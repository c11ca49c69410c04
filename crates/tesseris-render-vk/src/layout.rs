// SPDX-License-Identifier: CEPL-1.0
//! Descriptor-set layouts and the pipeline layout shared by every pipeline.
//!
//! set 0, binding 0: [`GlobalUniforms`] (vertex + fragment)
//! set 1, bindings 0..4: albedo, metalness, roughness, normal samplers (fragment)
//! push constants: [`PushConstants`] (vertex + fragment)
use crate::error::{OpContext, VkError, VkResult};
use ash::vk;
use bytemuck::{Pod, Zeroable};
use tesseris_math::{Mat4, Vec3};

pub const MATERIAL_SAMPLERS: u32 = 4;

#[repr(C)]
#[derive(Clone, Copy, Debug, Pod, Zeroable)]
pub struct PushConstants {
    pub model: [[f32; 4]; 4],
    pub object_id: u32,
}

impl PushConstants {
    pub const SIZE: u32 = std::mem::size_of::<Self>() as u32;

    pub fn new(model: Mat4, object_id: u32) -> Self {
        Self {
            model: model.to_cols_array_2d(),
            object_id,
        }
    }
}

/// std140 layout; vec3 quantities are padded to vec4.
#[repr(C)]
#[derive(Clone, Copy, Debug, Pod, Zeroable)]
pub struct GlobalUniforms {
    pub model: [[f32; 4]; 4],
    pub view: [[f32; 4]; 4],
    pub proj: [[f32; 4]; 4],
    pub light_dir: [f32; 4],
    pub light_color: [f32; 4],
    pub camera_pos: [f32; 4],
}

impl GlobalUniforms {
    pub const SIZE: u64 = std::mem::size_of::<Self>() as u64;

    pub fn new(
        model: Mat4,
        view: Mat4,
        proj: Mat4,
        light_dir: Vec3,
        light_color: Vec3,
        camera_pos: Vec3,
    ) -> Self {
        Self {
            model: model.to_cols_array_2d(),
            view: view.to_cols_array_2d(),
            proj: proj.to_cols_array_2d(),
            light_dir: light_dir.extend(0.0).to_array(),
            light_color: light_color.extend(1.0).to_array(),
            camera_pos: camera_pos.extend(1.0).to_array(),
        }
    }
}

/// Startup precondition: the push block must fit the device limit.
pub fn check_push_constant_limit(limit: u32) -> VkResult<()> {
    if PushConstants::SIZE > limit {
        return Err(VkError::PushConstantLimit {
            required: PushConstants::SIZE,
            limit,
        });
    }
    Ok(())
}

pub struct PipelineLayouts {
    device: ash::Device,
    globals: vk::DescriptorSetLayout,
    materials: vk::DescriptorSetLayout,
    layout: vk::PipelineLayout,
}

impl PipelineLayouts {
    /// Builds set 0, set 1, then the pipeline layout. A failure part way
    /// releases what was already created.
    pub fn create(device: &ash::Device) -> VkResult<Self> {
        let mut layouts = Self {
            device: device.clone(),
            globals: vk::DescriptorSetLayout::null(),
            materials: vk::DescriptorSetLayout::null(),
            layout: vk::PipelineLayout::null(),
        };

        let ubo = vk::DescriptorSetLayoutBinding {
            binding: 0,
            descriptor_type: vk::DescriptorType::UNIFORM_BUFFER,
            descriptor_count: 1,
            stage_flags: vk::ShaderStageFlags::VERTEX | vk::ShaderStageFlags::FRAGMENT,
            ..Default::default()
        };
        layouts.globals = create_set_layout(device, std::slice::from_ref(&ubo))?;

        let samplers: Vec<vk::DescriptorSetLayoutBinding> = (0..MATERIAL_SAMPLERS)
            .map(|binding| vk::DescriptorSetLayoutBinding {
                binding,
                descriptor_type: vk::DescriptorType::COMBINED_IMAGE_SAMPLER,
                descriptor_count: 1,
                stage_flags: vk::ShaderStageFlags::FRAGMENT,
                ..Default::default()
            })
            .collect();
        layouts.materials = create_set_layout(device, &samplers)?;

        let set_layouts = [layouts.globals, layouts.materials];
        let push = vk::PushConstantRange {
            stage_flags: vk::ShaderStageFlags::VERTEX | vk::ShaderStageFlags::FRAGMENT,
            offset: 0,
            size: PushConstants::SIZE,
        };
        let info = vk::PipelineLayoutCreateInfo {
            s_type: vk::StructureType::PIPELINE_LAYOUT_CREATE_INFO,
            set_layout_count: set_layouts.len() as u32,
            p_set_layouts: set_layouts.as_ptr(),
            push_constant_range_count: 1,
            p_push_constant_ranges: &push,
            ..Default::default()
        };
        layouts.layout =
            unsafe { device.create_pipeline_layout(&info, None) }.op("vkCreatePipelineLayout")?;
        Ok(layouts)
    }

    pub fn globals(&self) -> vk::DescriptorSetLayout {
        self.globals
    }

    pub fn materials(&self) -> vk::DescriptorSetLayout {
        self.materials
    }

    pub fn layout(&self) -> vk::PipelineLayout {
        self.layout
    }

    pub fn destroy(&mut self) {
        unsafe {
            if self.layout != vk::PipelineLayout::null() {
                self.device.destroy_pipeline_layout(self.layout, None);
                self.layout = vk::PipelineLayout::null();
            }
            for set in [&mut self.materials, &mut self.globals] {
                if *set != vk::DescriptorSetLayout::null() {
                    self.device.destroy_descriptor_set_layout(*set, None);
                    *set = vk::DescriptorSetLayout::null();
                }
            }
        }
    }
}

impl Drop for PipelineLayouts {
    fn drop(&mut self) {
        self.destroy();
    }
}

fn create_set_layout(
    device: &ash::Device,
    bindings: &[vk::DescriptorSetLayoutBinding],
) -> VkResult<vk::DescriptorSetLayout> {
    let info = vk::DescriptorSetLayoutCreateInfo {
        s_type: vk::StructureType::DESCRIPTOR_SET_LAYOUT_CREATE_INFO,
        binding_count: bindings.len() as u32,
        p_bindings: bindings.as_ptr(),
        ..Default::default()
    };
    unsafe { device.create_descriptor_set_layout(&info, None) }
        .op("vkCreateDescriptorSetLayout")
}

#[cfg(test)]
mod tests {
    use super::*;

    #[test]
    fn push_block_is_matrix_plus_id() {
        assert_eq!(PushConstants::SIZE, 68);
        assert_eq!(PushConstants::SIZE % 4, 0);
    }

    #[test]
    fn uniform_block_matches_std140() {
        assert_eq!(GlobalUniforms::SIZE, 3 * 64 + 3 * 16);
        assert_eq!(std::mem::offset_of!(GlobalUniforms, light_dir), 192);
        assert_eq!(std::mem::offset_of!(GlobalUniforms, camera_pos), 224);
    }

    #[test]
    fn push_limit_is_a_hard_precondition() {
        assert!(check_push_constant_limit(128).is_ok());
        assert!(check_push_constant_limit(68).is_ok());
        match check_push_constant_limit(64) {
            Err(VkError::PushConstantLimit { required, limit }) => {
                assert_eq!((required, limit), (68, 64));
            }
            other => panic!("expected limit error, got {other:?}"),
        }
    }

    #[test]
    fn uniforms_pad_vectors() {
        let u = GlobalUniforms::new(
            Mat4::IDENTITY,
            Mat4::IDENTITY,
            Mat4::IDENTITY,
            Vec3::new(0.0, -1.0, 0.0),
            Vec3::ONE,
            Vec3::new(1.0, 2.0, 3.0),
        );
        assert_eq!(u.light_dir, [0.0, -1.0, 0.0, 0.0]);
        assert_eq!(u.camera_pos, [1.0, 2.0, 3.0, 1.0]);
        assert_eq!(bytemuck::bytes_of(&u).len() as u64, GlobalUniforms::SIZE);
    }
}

++++++++++

> **Exercise prompt**:
Output all of the records, keeping every word exact.

> **Task solution**:
repository c11ca49c69410c04
filename crates/tesseris-render-vk/src/layout.rs
// SPDX-License-Identifier: CEPL-1.0
//! Descriptor-set layouts and the pipeline layout shared by every pipeline.
//!
//! set 0, binding 0: [`GlobalUniforms`] (vertex + fragment)
//! set 1, bindings 0..4: albedo, metalness, roughness, normal samplers (fragment)
//! push constants: [`PushConstants`] (vertex + fragment)
use crate::error::{OpContext, VkError, VkResult};
use ash::vk;
use bytemuck::{Pod, Zeroable};
use tesseris_math::{Mat4, Vec3};

pub const MATERIAL_SAMPLERS: u32 = 4;

#[repr(C)]
#[derive(Clone, Copy, Debug, Pod, Zeroable)]
pub struct PushConstants {
    pub model: [[f32; 4]; 4],
    pub object_id: u32,
}

impl PushConstants {
    pub const SIZE: u32 = std::mem::size_of::<Self>() as u32;

    pub fn new(model: Mat4, object_id: u32) -> Self {
        Self {
            model: model.to_cols_array_2d(),
            object_id,
        }
    }
}

/// std140 layout; vec3 quantities are padded to vec4.
#[repr(C)]
#[derive(Clone, Copy, Debug, Pod, Zeroable)]
pub struct GlobalUniforms {
    pub model: [[f32; 4]; 4],
    pub view: [[f32; 4]; 4],
    pub proj: [[f32; 4]; 4],
    pub light_dir: [f32; 4],
    pub light_color: [f32; 4],
    pub camera_pos: [f32; 4],
}

impl GlobalUniforms {
    pub const SIZE: u64 = std::mem::size_of::<Self>() as u64;

    pub fn new(
        model: Mat4,
        view: Mat4,
        proj: Mat4,
        light_dir: Vec3,
        light_color: Vec3,
        camera_pos: Vec3,
    ) -> Self {
        Self {
            model: model.to_cols_array_2d(),
            view: view.to_cols_array_2d(),
            proj: proj.to_cols_array_2d(),
            light_dir: light_dir.extend(0.0).to_array(),
            light_color: light_color.extend(1.0).to_array(),
            camera_pos: camera_pos.extend(1.0).to_array(),
        }
    }
}

/// Startup precondition: the push block must fit the device limit.
pub fn check_push_constant_limit(limit: u32) -> VkResult<()> {
    if PushConstants::SIZE > limit {
        return Err(VkError::PushConstantLimit {
            required: PushConstants::SIZE,
            limit,
        });
    }
    Ok(())
}

pub struct PipelineLayouts {
    device: ash::Device,
    globals: vk::DescriptorSetLayout,
    materials: vk::DescriptorSetLayout,
    layout: vk::PipelineLayout,
}

impl PipelineLayouts {
    /// Builds set 0, set 1, then the pipeline layout. A failure part way
    /// releases what was already created.
    pub fn create(device: &ash::Device) -> VkResult<Self> {
        let mut layouts = Self {
            device: device.clone(),
            globals: vk::DescriptorSetLayout::null(),
            materials: vk::DescriptorSetLayout::null(),
            layout: vk::PipelineLayout::null(),
        };

        let ubo = vk::DescriptorSetLayoutBinding {
            binding: 0,
            descriptor_type: vk::DescriptorType::UNIFORM_BUFFER,
            descriptor_count: 1,
            stage_flags: vk::ShaderStageFlags::VERTEX | vk::ShaderStageFlags::FRAGMENT,
            ..Default::default()
        };
        layouts.globals = create_set_layout(device, std::slice::from_ref(&ubo))?;

        let samplers: Vec<vk::DescriptorSetLayoutBinding> = (0..MATERIAL_SAMPLERS)
            .map(|binding| vk::DescriptorSetLayoutBinding {
                binding,
                descriptor_type: vk::DescriptorType::COMBINED_IMAGE_SAMPLER,
                descriptor_count: 1,
                stage_flags: vk::ShaderStageFlags::FRAGMENT,
                ..Default::default()
            })
            .collect();
        layouts.materials = create_set_layout(device, &samplers)?;

        let set_layouts = [layouts.globals, layouts.materials];
        let push = vk::PushConstantRange {
            stage_flags: vk::ShaderStageFlags::VERTEX | vk::ShaderStageFlags::FRAGMENT,
            offset: 0,
            size: PushConstants::SIZE,
        };
        let info = vk::PipelineLayoutCreateInfo {
            s_type: vk::StructureType::PIPELINE_LAYOUT_CREATE_INFO,
            set_layout_count: set_layouts.len() as u32,
            p_set_layouts: set_layouts.as_ptr(),
            push_constant_range_count: 1,
            p_push_constant_ranges: &push,
            ..Default::default()
        };
        layouts.layout =
            unsafe { device.create_pipeline_layout(&info, None) }.op("vkCreatePipelineLayout")?;
        Ok(layouts)
    }

    pub fn globals(&self) -> vk::DescriptorSetLayout {
        self.globals
    }

    pub fn materials(&self) -> vk::DescriptorSetLayout {
        self.materials
    }

    pub fn layout(&self) -> vk::PipelineLayout {
        self.layout
    }

    pub fn destroy(&mut self) {
        unsafe {
            if self.layout != vk::PipelineLayout::null() {
                self.device.destroy_pipeline_layout(self.layout, None);
                self.layout = vk::PipelineLayout::null();
            }
            for set in [&mut self.materials, &mut self.globals] {
                if *set != vk::DescriptorSetLayout::null() {
                    self.device.destroy_descriptor_set_layout(*set, None);
                    *set = vk::DescriptorSetLayout::null();
                }
            }
        }
    }
}

impl Drop for PipelineLayouts {
    fn drop(&mut self) {
        self.destroy();
    }
}

fn create_set_layout(
    device: &ash::Device,
    bindings: &[vk::DescriptorSetLayoutBinding],
) -> VkResult<vk::DescriptorSetLayout> {
    let info = vk::DescriptorSetLayoutCreateInfo {
        s_type: vk::StructureType::DESCRIPTOR_SET_LAYOUT_CREATE_INFO,
        binding_count: bindings.len() as u32,
        p_bindings: bindings.as_ptr(),
        ..Default::default()
    };
    unsafe { device.create_descriptor_set_layout(&info, None) }
        .op("vkCreateDescriptorSetLayout")
}

#[cfg(test)]
mod tests {
    use super::*;

    #[test]
    fn push_block_is_matrix_plus_id() {
        assert_eq!(PushConstants::SIZE, 68);
        assert_eq!(PushConstants::SIZE % 4, 0);
    }

    #[test]
    fn uniform_block_matches_std140() {
        assert_eq!(GlobalUniforms::SIZE, 3 * 64 + 3 * 16);
        assert_eq!(std::mem::offset_of!(GlobalUniforms, light_dir), 192);
        assert_eq!(std::mem::offset_of!(GlobalUniforms, camera_pos), 224);
    }

    #[test]
    fn push_limit_is_a_hard_precondition() {
        assert!(check_push_constant_limit(128).is_ok());
        assert!(check_push_constant_limit(68).is_ok());
        match check_push_constant_limit(64) {
            Err(VkError::PushConstantLimit { required, limit }) => {
                assert_eq!((required, limit), (68, 64));
            }
            other => panic!("expected limit error, got {other:?}"),
        }
    }

    #[test]
    fn uniforms_pad_vectors() {
        let u = GlobalUniforms::new(
            Mat4::IDENTITY,
            Mat4::IDENTITY,
            Mat4::IDENTITY,
            Vec3::new(0.0, -1.0, 0.0),
            Vec3::ONE,
            Vec3::new(1.0, 2.0, 3.0),
        );
        assert_eq!(u.light_dir, [0.0, -1.0, 0.0, 0.0]);
        assert_eq!(u.camera_pos, [1.0, 2.0, 3.0, 1.0]);
        assert_eq!(bytemuck::bytes_of(&u).len() as u64, GlobalUniforms::SIZE);
    }
}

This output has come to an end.